I'll give you an example of the shenanigans. Yesterday, I'm minding my own business and I get an email from the credit card company for my corporate card.  Apparently, they suspect fraud on my account.  Weird.  I call and sure enough, someone has racked up $2400 in charges with my card.  Mind you, the card is in my possession, so how did they get the credit card number?  And, it's stuff like monthly charges and protection plans, etc.  Rest assured, if I was going to scam my company, I would not waste it on items like mortgage protection plans.  Mama would be gettin' some new shoes, some kick ass clothes, some stuff for the ponies...I mean, if I'm going down, I'm gonna buy some FUN stuff. At any rate, that set the tone.

Not to be out-done by fraud, I was walking over to the mini fridge to get some water and I smell something so horrible, I want to puke.  Did someone shit their pants?  Did someone die and we just don't know?  Does someone need a shower?  I needed a second opinion.  I called over Cross Fit Crazy and the Daily Incident King (DIK).  I asked them both if they smelled anything.  We opened both mini-fridges and deduced that wasn't it.  After a lot of sniffing and lip curling, we decided the only thing it can be is something dead is in the cubicle walls.  Now, I just did the headcount report and all employees are accounted for, so before anyone accuses me of anything, no one died at my hand.  We figured it must be a rodent.  Well, what the hell am I supposed to do about that?  I can see it now, I put a ticket in claiming, "Either someone shit their pants or something is dead...somewhere, can you come take a sniff and bring some tools?"  I don't think that is going to fly.  I wonder how long it takes for rotting rodents to just turn to hair and skeleton and stop smelling?  I think we are about to find out.  I'll keep you posted.

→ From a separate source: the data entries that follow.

//! Shared test fixtures.
//!
//! Builders mirroring the demo seed data, so unit tests do not depend on
//! config.toml being present or unchanged.

use crate::config::{AppConfig, Rates};
use crate::models::{
    GovernmentWallet, PaymentMethod, Product, ProductSubmission, ProjectStatus, ProjectType,
    Purchase, RenewableProject, Role, SubmissionStatus, User,
};
use crate::session::Session;
use chrono::NaiveDate;

fn product(
    id: &str,
    name: &str,
    base_price: f64,
    carbon_tax: f64,
    category: &str,
    co2: f64,
) -> Product {
    Product {
        id: id.to_string(),
        name: name.to_string(),
        image: format!("https://example.com/{id}.jpg"),
        base_price,
        carbon_tax,
        category: category.to_string(),
        co2_emission: co2,
        brand: None,
        model: None,
        manufacturer_id: Some(format!("mfg_{id:0>3}")),
    }
}

/// The six-product demo catalog. Carbon tax is emission x ₹20/kg throughout.
#[must_use]
pub fn sample_products() -> Vec<Product> {
    vec![
        product("1", "Eco-Friendly Laptop", 50000.0, 2500.0, "Electronics", 125.0),
        product("2", "Solar Power Bank", 3000.0, 150.0, "Electronics", 7.5),
        product("3", "Organic Cotton T-Shirt", 800.0, 40.0, "Clothing", 2.0),
        product("4", "Bamboo Phone Case", 500.0, 25.0, "Accessories", 1.25),
        product("5", "Recycled Paper Notebook", 200.0, 10.0, "Stationery", 0.5),
        product("6", "LED Smart Bulb", 1200.0, 60.0, "Electronics", 3.0),
    ]
}

/// The demo session user with an empty history and the standard balances.
#[must_use]
pub fn sample_user() -> User {
    User {
        id: "1".to_string(),
        name: "John Doe".to_string(),
        email: "john@example.com".to_string(),
        role: Role::Consumer,
        wallet_balance: 5000.0,
        total_tax_paid: 1250.0,
        purchase_count: 8,
        purchases: Vec::new(),
    }
}

/// A purchase record for a named product on a given ISO date.
///
/// # Panics
/// Panics on an invalid date string; fixtures use literals.
#[must_use]
pub fn sample_purchase(product_name: &str, date: &str) -> Purchase {
    #[allow(clippy::unwrap_used)]
    let date = NaiveDate::parse_from_str(date, "%Y-%m-%d").unwrap();
    Purchase {
        id: "1705312345678".to_string(),
        product_name: product_name.to_string(),
        product_image: "https://example.com/p.jpg".to_string(),
        base_price: 1000.0,
        carbon_tax: 100.0,
        total_price: 1100.0,
        date,
        payment_method: PaymentMethod::Inr,
        tx_hash: Some("0x1234abcd...5678ef90".to_string()),
        co2_emission: 5.0,
    }
}

fn renewable_project(
    id: &str,
    name: &str,
    location: &str,
    project_type: ProjectType,
    amount: f64,
    status: ProjectStatus,
    co2: f64,
) -> RenewableProject {
    RenewableProject {
        id: id.to_string(),
        name: name.to_string(),
        location: location.to_string(),
        project_type,
        amount_invested: amount,
        status,
        co2_reduction_estimate: co2,
        fund_source: "Carbon Tax Collection".to_string(),
        tx_hash: "0xabc123...def456".to_string(),
        image: format!("https://example.com/project-{id}.jpg"),
    }
}

/// The three demo renewable projects (solar/ongoing, wind/completed,
/// hydro/planned).
#[must_use]
pub fn sample_projects() -> Vec<RenewableProject> {
    vec![
        renewable_project(
            "1",
            "Solar Plant in Tamil Nadu",
            "Tamil Nadu, India",
            ProjectType::Solar,
            30_000_000.0,
            ProjectStatus::Ongoing,
            5000.0,
        ),
        renewable_project(
            "2",
            "Wind Farm in Gujarat",
            "Gujarat, India",
            ProjectType::Wind,
            45_000_000.0,
            ProjectStatus::Completed,
            8000.0,
        ),
        renewable_project(
            "3",
            "Hydro Power Plant in Kerala",
            "Kerala, India",
            ProjectType::Hydro,
            25_000_000.0,
            ProjectStatus::Planned,
            3500.0,
        ),
    ]
}

/// The demo government wallet.
#[must_use]
pub fn sample_wallet() -> GovernmentWallet {
    GovernmentWallet {
        address: "0x742d35Cc9570C4669b85B5B65fF045f1F5e6B5a8".to_string(),
        balance: 125_000_000.0,
        total_collected: 85_000_000.0,
        total_spent: 60_000_000.0,
        verified_transactions: 1247,
    }
}

fn submission(
    id: &str,
    name: &str,
    units_sold: u64,
    tax_generated: f64,
    status: SubmissionStatus,
) -> ProductSubmission {
    #[allow(clippy::unwrap_used)]
    let submitted_date = NaiveDate::from_ymd_opt(2024, 1, 15).unwrap();
    ProductSubmission {
        id: id.to_string(),
        name: name.to_string(),
        category: "Electronics".to_string(),
        base_price: 10_000.0,
        co2_emission: 50.0,
        description: String::new(),
        carbon_tax_per_unit: 1000.0,
        units_sold,
        carbon_tax_generated: tax_generated,
        status,
        submitted_date,
        tx_hash: "0xabc123...def456".to_string(),
    }
}

/// Seed manufacturer submissions: two approved with sales, one pending.
#[must_use]
pub fn sample_submissions() -> Vec<ProductSubmission> {
    vec![
        submission("1", "Eco-Friendly Laptop", 2500, 312_500.0, SubmissionStatus::Approved),
        submission("2", "Solar Power Bank", 5000, 37_500.0, SubmissionStatus::Approved),
        submission("3", "Green Smartphone", 0, 0.0, SubmissionStatus::Pending),
    ]
}

/// A fully seeded session for state-transition tests, with an empty
/// submissions list so submission tests control their own contents.
#[must_use]
pub fn test_session() -> Session {
    let config = AppConfig {
        rates: Rates::default(),
        products: sample_products(),
        projects: sample_projects(),
        government_wallet: sample_wallet(),
        session_user: sample_user(),
        submissions: Vec::new(),
    };
    Session::new(&config)
}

Gross things seem to be the theme this week. I was at home earlier this week minding my own business (again) when I get notified via Facebook that someone has defiled the bathroom.  I don't know how it happened, but somewhere along the lines I became the bathroom ambassador.  Every time something goes wrong in there, I get an email, a ping, a FB update, a phone call, a visit to my desk...how did the bathroom become my problem?  Sure, I have sent out a few etiquette emails, that have done no good, by the way, but that doesn't mean all this stuff is my problem.  I guess I am wrong about that.  So, anyway, no one tells me what happened, but apparently someone defiled one of my signs requesting people to clean up after themselves.  Apparently it was too horrifying to tell me what it was, but suffice to say, it was horrific. Okay, I'm fine not knowing.  I've seen shit on the floor, blood all over, "Fuck You" written in lipstick on the toilet seat, I've seen piss all over the seat, etc.  Really, what could surprise me at this point?  Well, I come in yesterday and Sassy Pants comes over and shows me the picture she took of the "defilement."  Disclaimer: If you have low tolerance for gross, stop reading.  The defiler had shoved a wad of tissue paper up her "tunnel of trouble" while she was riding the crimson wave, taken it out and then shoved it inside the plastic sheet protector which housed my note about being neat in the bathroom and disposing of feminine products appropriately.  Who does that? What kind of classless loser does that?  We aren't in middle school, we are adults.  Adults that should be able to get the shit in the toilet, not pee on the seat and keep Aunt Flo and her bi-products under control and be civilized.  Guh-ross.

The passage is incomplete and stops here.